"""
Evaluate generated object detections on V-COCO

Fred Zhang <frederic.zhang@anu.edu.au>

The Australian National University
Australian Centre for Robotic Vision
"""
import os
import sys
import json
import torch
import argparse
import numpy as np

from tqdm import tqdm
from torchvision.ops.boxes import batched_nms

from pocket.ops import to_tensor
from pocket.utils import BoxAssociation, DetectionAPMeter

sys.path.append('..')
from vcoco import VCOCO

def compute_map(
        dataset, detection_dir,
        h_thresh, o_thresh, nms_thresh,
        max_human, max_object,
        human_idx=1, min_iou=0.5
    ):
    num_pairs_object = torch.zeros(81)
    associate = BoxAssociation(min_iou=min_iou)
    meter = DetectionAPMeter(
        81, algorithm='INT', nproc=10
    )
    # Skip images without valid human-object pairs
    valid_idx = dataset._keep

    for i in tqdm(valid_idx):
        # Load annotation
        annotation = dataset.annotations[i]
        image_name = annotation.pop('file_name')
        target = to_tensor(annotation, input_format='dict')
        # Load detection
        detection_path = os.path.join(
            detection_dir,
            image_name.replace('jpg', 'json')
        )
        with open(detection_path, 'r') as f:
            detection = to_tensor(json.load(f), input_format='dict')

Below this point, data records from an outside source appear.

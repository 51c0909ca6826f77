use std::path::Path;

use sealkit_core::digest::{self, HashAlgorithm};

use crate::cli::{Cli, HashArgs};

pub fn handle_hash(cli: &Cli, args: &HashArgs) -> anyhow::Result<()> {
    let path = Path::new(&args.file);

    if let Some(expected) = args.check.as_deref() {
        if digest::matches_file(path, expected)? {
            if !cli.quiet {
                println!("{}: OK", args.file);
            }
            return Ok(());
        }
        println!("{}: FAILED", args.file);
        return Err(anyhow::anyhow!("Digest mismatch for {}", args.file));
    }

    let algo = match args.algo.as_deref() {
        Some(name) => name.parse::<HashAlgorithm>()?,
        None => HashAlgorithm::default(),
    };
    println!("{}  {}", digest::hash_file(path, algo)?, args.file);
    Ok(())
}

        boxes = detection['boxes']
        labels = detection['labels']
        scores = detection['scores']        
        
        # Filter out low scoring human boxes
        idx = torch.nonzero(labels == human_idx).squeeze(1)
        keep_idx = idx[torch.nonzero(scores[idx] >= h_thresh).squeeze(1)]

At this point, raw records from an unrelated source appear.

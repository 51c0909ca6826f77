//! RSA keys.
//!
//! [`PublicKey`] and [`PrivateKey`] wrap parsed key material and expose the
//! four asymmetric directions plus signing. [`KeyPair`] composes one of each
//! and guarantees they belong together.
//!
//! Both directions of "encryption" are available: public-encrypt with
//! private-decrypt for confidentiality, and private-encrypt with
//! public-decrypt for raw PKCS#1 v1.5 type 1 blocks. Signing hashes the
//! message and produces a standard PKCS#1 v1.5 signature.

mod pair;
mod private;
mod public;

use std::fmt;
use std::path::Path;
use std::str::FromStr;

use rsa::Pkcs1v15Sign;
use sha2::{Sha256, Sha384, Sha512};

use crate::digest::HashAlgorithm;
use crate::error::{Result, SealError};

pub use pair::KeyPair;
pub use private::PrivateKey;
pub use public::PublicKey;

/// Default modulus size for generated keys.
pub const DEFAULT_KEY_BITS: usize = 4096;

/// Smallest modulus accepted for generated keys.
pub const MIN_KEY_BITS: usize = 1024;

/// Padding scheme for asymmetric encryption.
#[derive(Debug, Clone, Copy, PartialEq, Eq, Hash, Default)]
pub enum Padding {
    /// RSAES-OAEP with SHA-256. Confidentiality direction only.
    #[default]
    Oaep,
    /// PKCS#1 v1.5 (type 2 for public-encrypt, type 1 for private-encrypt).
    Pkcs1v15,
}

impl Padding {
    /// Canonical identifier.
    pub fn name(self) -> &'static str {
        match self {
            Padding::Oaep => "oaep",
            Padding::Pkcs1v15 => "pkcs1",
        }
    }
}

impl fmt::Display for Padding {
    fn fmt(&self, f: &mut fmt::Formatter<'_>) -> fmt::Result {
        f.write_str(self.name())
    }
}

impl FromStr for Padding {
    type Err = SealError;

    fn from_str(s: &str) -> Result<Self> {
        match s.trim().to_ascii_lowercase().as_str() {
            "oaep" => Ok(Padding::Oaep),
            "pkcs1" | "pkcs1v15" | "pkcs1-v1_5" => Ok(Padding::Pkcs1v15),
            other => Err(SealError::UnsupportedPadding(format!(
                "unknown padding \"{}\"",
                other
            ))),
        }
    }
}

/// Asymmetric key algorithm.
#[derive(Debug, Clone, Copy, PartialEq, Eq, Hash, Default)]
pub enum KeyType {
    #[default]
    Rsa,
}

/// PBES2 scheme used to lock an exported private key.
#[derive(Debug, Clone, Copy, PartialEq, Eq, Hash, Default)]
pub enum PrivateKeyCipher {
    /// scrypt key derivation, AES-256-CBC
    #[default]
    ScryptAes256Cbc,
    /// PBKDF2-HMAC-SHA256 key derivation, AES-256-CBC
    Pbkdf2Sha256Aes256Cbc,
    /// PBKDF2-HMAC-SHA256 key derivation, AES-128-CBC
    Pbkdf2Sha256Aes128Cbc,
}

impl PrivateKeyCipher {
    pub const ALL: [PrivateKeyCipher; 3] = [
        PrivateKeyCipher::ScryptAes256Cbc,
        PrivateKeyCipher::Pbkdf2Sha256Aes256Cbc,
        PrivateKeyCipher::Pbkdf2Sha256Aes128Cbc,
    ];

    pub fn name(self) -> &'static str {
        match self {
            PrivateKeyCipher::ScryptAes256Cbc => "scrypt-aes-256-cbc",
            PrivateKeyCipher::Pbkdf2Sha256Aes256Cbc => "pbkdf2-sha256-aes-256-cbc",
            PrivateKeyCipher::Pbkdf2Sha256Aes128Cbc => "pbkdf2-sha256-aes-128-cbc",
        }
    }
}

impl fmt::Display for PrivateKeyCipher {
    fn fmt(&self, f: &mut fmt::Formatter<'_>) -> fmt::Result {
        f.write_str(self.name())
    }
}

impl FromStr for PrivateKeyCipher {
    type Err = SealError;

    fn from_str(s: &str) -> Result<Self> {
        let wanted = s.trim().to_ascii_lowercase();
        Self::ALL
            .into_iter()
            .find(|cipher| cipher.name() == wanted)
            .ok_or_else(|| {
                SealError::UnsupportedAlgorithm(format!("unknown private key cipher \"{}\"", s))
            })
    }
}

/// Parameters for key generation.
#[derive(Debug, Clone, PartialEq, Eq)]
pub struct KeyParams {
    /// Modulus size in bits
    pub bits: usize,
    /// Default signing digest of the generated pair
    pub digest: HashAlgorithm,
    /// Key algorithm
    pub key_type: KeyType,
    /// Scheme that locks the private key when a password is given
    pub private_key_cipher: PrivateKeyCipher,
}

impl Default for KeyParams {
    fn default() -> Self {
        Self {
            bits: DEFAULT_KEY_BITS,
            digest: HashAlgorithm::default(),
            key_type: KeyType::default(),
            private_key_cipher: PrivateKeyCipher::default(),
        }
    }
}

impl KeyParams {
    /// Defaults with a different modulus size.
    pub fn with_bits(bits: usize) -> Self {
        Self {
            bits,
            ..Self::default()
        }
    }

    /// Defaults with a different private-key cipher.
    pub fn with_private_key_cipher(mut self, cipher: PrivateKeyCipher) -> Self {
        self.private_key_cipher = cipher;
        self
    }

    /// Check the parameter set before asking the provider for a key.
    pub fn validate(&self) -> Result<()> {
        if self.bits < MIN_KEY_BITS {
            return Err(SealError::KeyGeneration(format!(
                "key size {} is below the minimum of {} bits",
                self.bits, MIN_KEY_BITS
            )));
        }
        if self.bits % 8 != 0 {
            return Err(SealError::KeyGeneration(format!(
                "key size {} is not a whole number of bytes",
                self.bits
            )));
        }
        Ok(())
    }
}

/// Where key material comes from.
#[derive(Debug, Clone, Copy)]
pub enum KeySource<'a> {
    /// Path to a PEM file
    File(&'a Path),
    /// PEM text
    Pem(&'a str),
}

impl<'a> KeySource<'a> {
    /// Treat `value` as a file path if an existing file has that name,
    /// otherwise as PEM text. Probing never fails.
    pub fn detect(value: &'a str) -> Self {
        let path = Path::new(value);
        if !value.contains('\n') && path.is_file() {
            KeySource::File(path)
        } else {
            KeySource::Pem(value)
        }
    }
}

/// PKCS#1 v1.5 signature scheme bound to a digest algorithm.
pub(crate) fn signature_scheme(algo: HashAlgorithm) -> Pkcs1v15Sign {
    match algo {
        HashAlgorithm::Sha256 => Pkcs1v15Sign::new::<Sha256>(),
        HashAlgorithm::Sha384 => Pkcs1v15Sign::new::<Sha384>(),
        HashAlgorithm::Sha512 => Pkcs1v15Sign::new::<Sha512>(),
    }
}

pub(crate) fn decode_base64(text: &str) -> Result<Vec<u8>> {
    use base64::Engine;
    Ok(base64::engine::general_purpose::STANDARD.decode(text.trim())?)
}

pub(crate) fn encode_base64(bytes: &[u8]) -> String {
    use base64::Engine;
    base64::engine::general_purpose::STANDARD.encode(bytes)
}


#[cfg(test)]
mod tests {
    use super::*;

    #[test]
    fn test_padding_names() {
        assert_eq!("OAEP".parse::<Padding>().unwrap(), Padding::Oaep);
        assert_eq!("pkcs1".parse::<Padding>().unwrap(), Padding::Pkcs1v15);
        assert!(matches!(
            "none".parse::<Padding>(),
            Err(SealError::UnsupportedPadding(_))
        ));
    }

    #[test]
    fn test_default_params() {
        let params = KeyParams::default();
        assert_eq!(params.bits, 4096);
        assert_eq!(params.digest, HashAlgorithm::Sha512);
        assert_eq!(params.key_type, KeyType::Rsa);
        assert_eq!(params.private_key_cipher, PrivateKeyCipher::ScryptAes256Cbc);
        assert!(params.validate().is_ok());
    }

    #[test]
    fn test_private_key_cipher_names() {
        for cipher in PrivateKeyCipher::ALL {
            assert_eq!(cipher.name().parse::<PrivateKeyCipher>().unwrap(), cipher);
        }
        assert_eq!(
            "PBKDF2-SHA256-AES-128-CBC".parse::<PrivateKeyCipher>().unwrap(),
            PrivateKeyCipher::Pbkdf2Sha256Aes128Cbc
        );
        assert!(matches!(
            "des-ede3-cbc".parse::<PrivateKeyCipher>(),
            Err(SealError::UnsupportedAlgorithm(_))
        ));
    }

    #[test]
    fn test_params_reject_small_keys() {
        let result = KeyParams::with_bits(512).validate();
        assert!(matches!(result, Err(SealError::KeyGeneration(_))));
        assert!(KeyParams::with_bits(2049).validate().is_err());
    }

    #[test]
    fn test_detect_source() {
        let file = tempfile::NamedTempFile::new().unwrap();
        let path = file.path().to_str().unwrap();
        assert!(matches!(KeySource::detect(path), KeySource::File(_)));
        assert!(matches!(
            KeySource::detect("-----BEGIN PUBLIC KEY-----\nabc\n"),
            KeySource::Pem(_)
        ));
        assert!(matches!(
            KeySource::detect("/no/such/key.pem"),
            KeySource::Pem(_)
        ));
    }
}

        # Filter out low scoring object boxes
        idx = torch.nonzero(labels != human_idx).squeeze(1)
        keep_idx = torch.cat([
            keep_idx,
            idx[torch.nonzero(scores[idx] >= o_thresh).squeeze(1)]
        ])

        boxes = boxes[keep_idx].view(-1, 4)
        scores = scores[keep_idx].view(-1)
        labels = labels[keep_idx].view(-1)

        # Class-wise non-maximum suppression
        keep_idx = batched_nms(
            boxes, scores, labels, nms_thresh
        )
        boxes = boxes[keep_idx].view(-1, 4)
        scores = scores[keep_idx].view(-1)
        labels = labels[keep_idx].view(-1)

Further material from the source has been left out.